Overweight or obesity, an unfavorable distribution of fat in the body and the development of type 2 diabetes are often associated with a reduced effect of the hormone insulin in many organs, including the brain (insulin resistance). So far there is no treatment to restore insulin sensitivity in the brain, which plays a key role in metabolic control. Researchers of the German Center for Diabetes Research (DZD), the departments of Internal Medicine IV (Director: Prof. Andreas Birkenfeld) and Clinical Chemistry and Pathobiochemistry (Director: Prof. Andreas Peter) of Tübingen University Hospital and the Institute of Diabetes Research and Metabolic Diseases (IDM) at Helmholtz Munich have now shown for the first time that the SGLT2 inhibitor empagliflozin can be used to treat insulin resistance in the brain – with positive effects on the metabolism of the entire body. This study has now been published in Diabetes Care.
The brain has a decisive influence on our eating behavior and thus also on body weight and metabolism. If the brain reacts sensitively to insulin, we eat less, less abdominal fat is stored, and the insulin sensitivity of the entire body improves. However, in people with obesity or type 2 diabetes, the hormone in the brain is no longer effective. This insulin resistance leads to a disturbed metabolism. So far, insulin resistance in the brain cannot be treated with drugs. The researchers investigated whether a diabetes drug from the SGLT2 inhibitor group can also reverse insulin resistance in the brain. SGLT2 inhibitors reduce elevated blood glucose levels in diabetes by promoting glucose excretion through the urine and have a beneficial effect on the heart, circulation and kidneys. For this purpose, the effect of the SGLT2 inhibitor empagliflozin on the insulin sensitivity of the brain was investigated in study participants with a preliminary stage of diabetes (prediabetes).
In a prospective, randomized, double-blind study, 40 people with prediabetes (age: 60 ± 9 years; BMI: 31.5 ± 3.8 kg/m²) received the drug empagliflozin or a placebo for eight weeks. The researchers used functional magnetic resonance imaging (fMRI) to determine the insulin sensitivity of the brain before and after treatment. For this purpose, the subjects were given insulin via a nasal spray. When the hormone is absorbed through the nose, it reaches the brain directly. In addition, whole-body magnetic resonance imaging (MRI) was used to determine fat distribution.

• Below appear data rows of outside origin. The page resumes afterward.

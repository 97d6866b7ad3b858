//! Upstream connections: TCP, then TLS against the system trust store.
//!
//! The host is always the route's pinned upstream — the relay never passes
//! anything agent-controlled here. TLS verification uses the platform's
//! native root certificates; the one plaintext path exists for loopback
//! integration tests and is off in every production route.

use crate::RouteConfig;
use rustls::pki_types::ServerName;
use rustls::{ClientConfig, ClientConnection, RootCertStore, StreamOwned};
use std::io::{Read, Write};
use std::net::{TcpStream, ToSocketAddrs};
use std::sync::{Arc, OnceLock};
use std::time::Duration;

/// One connected upstream socket.
pub enum Upstream {
    /// Plaintext TCP. Tests only.
    Plain(TcpStream),
    /// TLS over TCP.
    Tls(Box<StreamOwned<ClientConnection, TcpStream>>),
}

impl Read for Upstream {
    fn read(&mut self, buf: &mut [u8]) -> std::io::Result<usize> {
        match self {
            Upstream::Plain(s) => s.read(buf),
            Upstream::Tls(s) => s.read(buf),
        }
    }
}

impl Write for Upstream {
    fn write(&mut self, buf: &[u8]) -> std::io::Result<usize> {
        match self {
            Upstream::Plain(s) => s.write(buf),
            Upstream::Tls(s) => s.write(buf),
        }
    }

    fn flush(&mut self) -> std::io::Result<()> {
        match self {
            Upstream::Plain(s) => s.flush(),
            Upstream::Tls(s) => s.flush(),
        }
    }
}

fn tls_client_config() -> Arc<ClientConfig> {
    static CONFIG: OnceLock<Arc<ClientConfig>> = OnceLock::new();
    Arc::clone(CONFIG.get_or_init(|| {
        let mut roots = RootCertStore::empty();
        for cert in rustls_native_certs::load_native_certs().certs {
            // Individual unparsable platform certs are skipped; an empty
            // store just means every handshake fails verification, which
            // is the correct failure mode.
            let _ = roots.add(cert);
        }
        Arc::new(
            ClientConfig::builder()
                .with_root_certificates(roots)
                .with_no_client_auth(),
        )
    }))
}

/// Connect to the route's pinned upstream with the given socket deadline.
pub fn connect(route: &RouteConfig, timeout: Duration) -> std::io::Result<Upstream> {
    let addr = (route.upstream_host.as_str(), route.upstream_port)
        .to_socket_addrs()?
        .next()
        .ok_or_else(|| {
            std::io::Error::new(std::io::ErrorKind::NotFound, "upstream did not resolve")
        })?;
    let stream = TcpStream::connect_timeout(&addr, timeout)?;
    stream.set_read_timeout(Some(timeout))?;
    stream.set_write_timeout(Some(timeout))?;
    stream.set_nodelay(true)?;

    if !route.upstream_tls {
        return Ok(Upstream::Plain(stream));
    }

    let server_name = ServerName::try_from(route.upstream_host.clone())
        .map_err(|_| std::io::Error::new(std::io::ErrorKind::InvalidInput, "invalid upstream name"))?;
    let conn = ClientConnection::new(tls_client_config(), server_name)
        .map_err(|e| std::io::Error::new(std::io::ErrorKind::ConnectionAborted, e.to_string()))?;
    Ok(Upstream::Tls(Box::new(StreamOwned::new(conn, stream))))
}

#[cfg(test)]
mod tests {
    use super::*;
    use std::net::TcpListener;

    fn test_route(port: u16) -> RouteConfig {
        RouteConfig {
            provider: "test".into(),
            listen_port: 0,
            upstream_host: "127.0.0.1".into(),
            upstream_port: port,
            auth_header: "bearer".into(),
            secret: "sk".into(),
            upstream_tls: false,
        }
    }

    #[test]
    fn plaintext_connect_works_for_tests() {
        let listener = TcpListener::bind("127.0.0.1:0").unwrap();
        let port = listener.local_addr().unwrap().port();
        let upstream = connect(&test_route(port), Duration::from_secs(5)).unwrap();
        assert!(matches!(upstream, Upstream::Plain(_)));
    }

    #[test]
    fn connect_to_closed_port_fails() {
        // Bind then drop to find a port that is very likely closed.
        let port = {
            let l = TcpListener::bind("127.0.0.1:0").unwrap();
            l.local_addr().unwrap().port()
        };
        assert!(connect(&test_route(port), Duration::from_millis(200)).is_err());
    }
}
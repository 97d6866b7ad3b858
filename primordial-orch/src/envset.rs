//! The host env allowlist and the agent environment.
//!
//! Nothing crosses the host→VM boundary except a fixed allowlist of benign
//! locale and terminal vars, plus the per-provider placeholder variables
//! the orchestrator constructs itself. The provider env values are the
//! session placeholder token and the loopback base URL — never a real key.

use primordial_core::manifest::Manifest;
use std::collections::BTreeMap;

/// Host vars allowed to cross into the VM. Positive list; anything not
/// here is dropped, not merely logged.
pub const HOST_ENV_ALLOWLIST: &[&str] = &["LANG", "LC_ALL", "LC_CTYPE", "TERM", "TZ"];

/// Filter the host environment down to the allowlist.
pub fn filtered_host_env() -> BTreeMap<String, String> {
    std::env::vars()
        .filter(|(name, _)| HOST_ENV_ALLOWLIST.contains(&name.as_str()))
        .collect()
}

/// The full environment the agent process launches with: the filtered
/// host vars plus, per provider, the placeholder token and the loopback
/// base URL of its proxy route.
pub fn agent_env(
    host_env: &BTreeMap<String, String>,
    manifest: &Manifest,
    session_token: &str,
    ports: &BTreeMap<String, u16>,
) -> BTreeMap<String, String> {
    let mut env = host_env.clone();
    for provider in &manifest.providers {
        if let Some(port) = ports.get(&provider.name) {
            env.insert(provider.env_var.clone(), session_token.to_string());
            env.insert(
                provider.base_url_env.clone(),
                format!("http://127.0.0.1:{port}"),
            );
        }
    }
    env
}
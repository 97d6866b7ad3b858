//! The credential proxy against a real loopback upstream.
//!
//! These tests run the actual proxy — real listeners, real worker
//! threads, real HTTP — with a scripted upstream on 127.0.0.1. They are
//! the literal-data scenarios: the agent-side request bytes are written
//! verbatim and the upstream-side bytes are asserted verbatim.

use primordial_proxy::{ProxyConfig, ProxyServer, RouteConfig, serve};
use std::io::{BufRead, BufReader, Read, Write};
use std::net::{TcpListener, TcpStream};
use std::sync::Arc;
use std::sync::atomic::{AtomicUsize, Ordering};
use std::sync::mpsc;

const TOKEN: &str = "sess-00112233445566778899aabbccddeeff";

/// A scripted upstream: records each raw request head+body, answers with
/// fixed bytes, counts connections.
fn spawn_upstream(response: &'static [u8]) -> (u16, mpsc::Receiver<String>, Arc<AtomicUsize>) {
    let listener = TcpListener::bind("127.0.0.1:0").unwrap();
    let port = listener.local_addr().unwrap().port();
    let (tx, rx) = mpsc::channel();
    let connections = Arc::new(AtomicUsize::new(0));
    let count = Arc::clone(&connections);
    std::thread::spawn(move || {
        for stream in listener.incoming() {
            let Ok(mut stream) = stream else { continue };
            count.fetch_add(1, Ordering::SeqCst);
            let mut reader = BufReader::new(stream.try_clone().unwrap());
            let mut raw = String::new();
            let mut content_length = 0usize;
            loop {
                let mut line = String::new();
                if reader.read_line(&mut line).unwrap() == 0 {
                    break;
                }
                let lower = line.to_ascii_lowercase();
                if let Some(value) = lower.strip_prefix("content-length:") {
                    content_length = value.trim().parse().unwrap();
                }
                let done = line == "\r\n";
                raw.push_str(&line);
                if done {
                    break;
                }
            }
            let mut body = vec![0u8; content_length];
            reader.read_exact(&mut body).unwrap();
            raw.push_str(&String::from_utf8_lossy(&body));
            tx.send(raw).unwrap();
            stream.write_all(response).unwrap();
        }
    });
    (port, rx, connections)
}

fn start_proxy(upstream_port: u16) -> (ProxyServer, u16) {
    let config = ProxyConfig {
        session_token: TOKEN.into(),
        routes: vec![RouteConfig {
            provider: "anthropic".into(),
            listen_port: 0,
            upstream_host: "127.0.0.1".into(),
            upstream_port,
            auth_header: "x-api-key".into(),
            secret: "sk-REAL".into(),
            upstream_tls: false,
        }],
        socket_timeout_secs: 5,
    };
    let server = serve(config).unwrap();
    let port = server.ports()[0];
    (server, port)
}

fn roundtrip(port: u16, request: &[u8]) -> String {
    let mut client = TcpStream::connect(("127.0.0.1", port)).unwrap();
    client.write_all(request).unwrap();
    let mut response = String::new();
    client.read_to_string(&mut response).unwrap();
    response
}

/// Scenario: one known provider, `x-api-key` auth style. The upstream
/// receives the real key and never the placeholder; the agent receives
/// the upstream's 200 body verbatim.
#[test]
fn happy_path_one_provider_literal_bytes() {
    let (upstream_port, rx, _) = spawn_upstream(
        b"HTTP/1.1 200 OK\r\ncontent-type: application/json\r\ncontent-length: 15\r\n\r\n{\"answer\":\"42\"}",
    );
    let (server, port) = start_proxy(upstream_port);

    let request = format!("GET / HTTP/1.1\r\nHost: 127.0.0.1:{port}\r\nx-api-key: {TOKEN}\r\n\r\n");
    let response = roundtrip(port, request.as_bytes());

    let upstream_saw = rx.recv().unwrap();
    assert!(upstream_saw.starts_with("GET / HTTP/1.1\r\n"));
    assert!(upstream_saw.contains("x-api-key: sk-REAL\r\n"));
    assert!(
        !upstream_saw.contains("sess-"),
        "no inbound placeholder may be forwarded: {upstream_saw}"
    );

    assert!(response.starts_with("HTTP/1.1 200 OK\r\n"));
    assert!(response.ends_with("{\"answer\":\"42\"}"));

    server.shutdown();
}

/// Scenario: request smuggling. A well-formed request plus
/// `Transfer-Encoding: chunked` is rejected with 400 and no upstream
/// connection is opened.
#[test]
fn smuggling_rejected_without_upstream_contact() {
    let (upstream_port, _rx, connections) =
        spawn_upstream(b"HTTP/1.1 200 OK\r\ncontent-length: 0\r\n\r\n");
    let (server, port) = start_proxy(upstream_port);

    let request = format!(
        "POST /v1/messages HTTP/1.1\r\nHost: 127.0.0.1:{port}\r\nx-api-key: {TOKEN}\r\n\
         Transfer-Encoding: chunked\r\n\r\n5\r\nhello\r\n0\r\n\r\n"
    );
    let response = roundtrip(port, request.as_bytes());

    assert!(response.starts_with("HTTP/1.1 400 "));
    assert_eq!(connections.load(Ordering::SeqCst), 0);

    server.shutdown();
}

/// Token mismatch and token absence return the same status and the same
/// body, so a probing agent learns nothing about which it got wrong.
#[test]
fn unauthorized_responses_are_indistinguishable() {
    let (upstream_port, _rx, connections) =
        spawn_upstream(b"HTTP/1.1 200 OK\r\ncontent-length: 0\r\n\r\n");
    let (server, port) = start_proxy(upstream_port);

    let wrong = roundtrip(
        port,
        format!("GET / HTTP/1.1\r\nx-api-key: sess-{}\r\n\r\n", "0".repeat(32)).as_bytes(),
    );
    let missing = roundtrip(port, b"GET / HTTP/1.1\r\n\r\n");

    assert!(wrong.starts_with("HTTP/1.1 401 "));
    assert_eq!(wrong, missing);
    assert_eq!(connections.load(Ordering::SeqCst), 0);

    server.shutdown();
}

/// For every request that reaches the upstream, exactly one auth header
/// is present — whatever creative extras the agent attached inbound.
#[test]
fn exactly_one_auth_header_reaches_upstream() {
    let (upstream_port, rx, _) =
        spawn_upstream(b"HTTP/1.1 200 OK\r\ncontent-length: 0\r\n\r\n");
    let (server, port) = start_proxy(upstream_port);

    let request = format!(
        "GET / HTTP/1.1\r\nx-api-key: {TOKEN}\r\nauthorization: Bearer stolen\r\n\
         cookie: sid=1\r\napi-key: tunneled\r\n\r\n"
    );
    let _ = roundtrip(port, request.as_bytes());

    let upstream_saw = rx.recv().unwrap();
    let auth_headers = upstream_saw
        .lines()
        .filter(|l| {
            let l = l.to_ascii_lowercase();
            l.starts_with("x-api-key:")
                || l.starts_with("authorization:")
                || l.starts_with("api-key:")
                || l.starts_with("cookie:")
        })
        .count();
    assert_eq!(auth_headers, 1, "{upstream_saw}");
    assert!(upstream_saw.contains("x-api-key: sk-REAL"));

    server.shutdown();
}

/// Streaming: a chunked server-sent-event response arrives de-chunked
/// and intact.
#[test]
fn event_stream_bodies_arrive_intact() {
    // Two chunks: 0x12 bytes of "data: {\"d\":\"hi\"}\n\n", then 0xd bytes
    // of "data: [DONE]\n", then the terminating zero chunk.
    let (upstream_port, _rx, _) = spawn_upstream(
        b"HTTP/1.1 200 OK\r\ncontent-type: text/event-stream\r\ntransfer-encoding: chunked\r\n\r\n\
          12\r\ndata: {\"d\":\"hi\"}\n\n\r\nd\r\ndata: [DONE]\n\r\n0\r\n\r\n",
    );
    let (server, port) = start_proxy(upstream_port);

    let response = roundtrip(
        port,
        format!("GET /v1/stream HTTP/1.1\r\nx-api-key: {TOKEN}\r\n\r\n").as_bytes(),
    );

    assert!(response.contains("content-type: text/event-stream"));
    let body = response.split("\r\n\r\n").nth(1).unwrap();
    assert_eq!(body, "data: {\"d\":\"hi\"}\n\ndata: [DONE]\n");

    server.shutdown();
}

SGLT2 inhibitor increases insulin sensitivity of the brain
"While placebo administration had no influence on insulin action in the brain, empagliflozin treatment significantly improved the effect of the hormone on brain activity," said lead author PD Dr. Stephanie Kullmann, summarizing the results of the study. Empagliflozin administration also improved fasting glucose levels and decreased liver fat content. Although the SGLT2 inhibitor did not reduce weight, it did reduce body fat content.
First pharmacological approach to reverse insulin resistance in the brain
"Our studies confirm insulin resistance in the brain in people with prediabetes," said last author Professor Martin Heni of Tübingen University Hospital, Germany. "Treatment with empagliflozin was able to restore insulin sensitivity. These results position SGLT2 inhibitors as the first potential pharmacological approach to treat insulin resistance in the brain. The increased insulin sensitivity also contributes to improved body metabolism."
As a next step, the researchers plan to investigate whether the improved insulin action in the brain is also involved in the beneficial effects of SGLT2 inhibitors on the heart and kidneys.
Original publication:
Kullmann, St. et al.: Empagliflozin Improves Insulin Sensitivity of the Hypothalamus in Humans With Prediabetes: A Randomized, Double-Blind, Placebo-Controlled, Phase 2 Trial. Diabetes Care 2021, DOI: https://doi.org/10.2337/dc21-1136
SGLT2 Inhibitors
SGLT2 inhibitors (SGLT = sodium glucose transporter) are drugs from the group of antidiabetic agents. They lower blood glucose by blocking the SGLT2 transport protein in the kidneys. As a result, the glucose cannot be transported back into the blood vessels and is excreted in the urine.